Aussi, à l'amirauté germe l'idée d'un coup décisif : une invasion des îles Britanniques ; et donne pour ce faire instructions à l'escadre de Brest d'aller chercher des troupes basées dans le Morbihan. Vingt et un vaisseaux, trois frégates et deux corvettes dotés de 1 500 canons pour embarquer l'infanterie, soit au total environ 14 000 hommes, placés sous les ordres de l'amiral de Conflans, âgé de 70 ans. Les navires sont rassemblés dans le golfe du Morbihan, prêts à transporter le corps expéditionnaire qui doit débarquer en Écosse.
Situation
Au large du Croisic.
Pour appareiller, le convoi attend l'escadre de Brest.

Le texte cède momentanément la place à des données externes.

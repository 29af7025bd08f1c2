use nshop_logger::{LevelFilter, Logger, LoggerError};

#[test]
fn init_twice_returns_subscriber_error() {
    let logger =
        Logger::builder("integration-init-twice").level(LevelFilter::INFO).init().expect("first init");
    assert!(logger.guard().is_none(), "console-only logger should not create a file guard");

    let err = Logger::builder("integration-init-twice-second")
        .init()
        .expect_err("second init should fail");

    assert!(matches!(err, LoggerError::Subscriber { .. }));
}
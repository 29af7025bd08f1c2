mod health;
pub mod router;
mod state;

pub use state::{ApiState, ApiStateBuilder, ApiStateError, ApiStateErrorExt, ApiStateInner};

Les Britanniques sont bien renseignés sur les défenses et les engagements de forces français, aussi alignent-ils trente-quatre vaisseaux, ainsi que dix frégates et corvettes armés de plus de 2 000 canons et comptent sur une supériorité numérique d'environ 3 500 hommes.

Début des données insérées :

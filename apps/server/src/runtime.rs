//! Tokio runtime construction for the server binary.

use anyhow::{Context, Result};
use std::thread::available_parallelism;
use std::time::Duration;
use tokio::runtime::{Builder, Runtime};

const DEFAULT_WORKER_THREADS: usize = 4;
const STACK_SIZE: usize = 4 * 1024 * 1024;
const THREAD_KEEP_ALIVE: Duration = Duration::from_secs(300);

/// Worker count: the configured value clamped to `1..=1024`, else the available parallelism.
#[must_use]
pub fn worker_threads(configured: Option<usize>) -> usize {
    configured.map_or_else(
        || available_parallelism().map_or(DEFAULT_WORKER_THREADS, std::num::NonZeroUsize::get),
        |n| n.clamp(1, 1024),
    )
}

/// Multi-threaded runtime sized from configuration.
pub fn build(configured: Option<usize>) -> Result<Runtime> {
    Builder::new_multi_thread()
        .worker_threads(worker_threads(configured))
        .thread_name("nshop-worker")
        .thread_stack_size(STACK_SIZE)
        .thread_keep_alive(THREAD_KEEP_ALIVE)
        .enable_all()
        .build()
        .context("Failed to build Tokio runtime")
}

Les îles sont bien pourvues en hommes et équipements : Belle-Île, Houat, Hoëdic, l'île Dumet fortifiée par le vainqueur de Saint-Cast, le duc d'Aiguillon. L'amiral de Conflans pense qu'il faut amener l'ennemi, dirigé par l'amiral Hawkes, en baie de Quiberon, où il espère compenser son infériorité numérique par une subtile manœuvre : les placer entre la côte rocheuse très dangereuse (et ses batteries terrestres) et la flotte française.
Mais on ne commande pas aux éléments, et dans l'après-midi du 20 novembre, le vent est très frais et il n'y a plus guère de visibilité (les ordres se transmettaient par pavillons de couleur). L'amiral ne parvient pas à organiser correctement son convoi et le combat s'engage trop tôt, entre le Four, l'île Dumet et les Cardinaux.
Le combat
La position en ligne très prisée à l'époque (jusqu'à Trafalgar) et demandée par le commandant ne peut pas être respectée très longtemps, surtout que le vent a changé et qu'il faut virer sous peine d'être bloqué à la côte, et ceci en laissant suffisamment d'espace entre chaque navire pour la manœuvre.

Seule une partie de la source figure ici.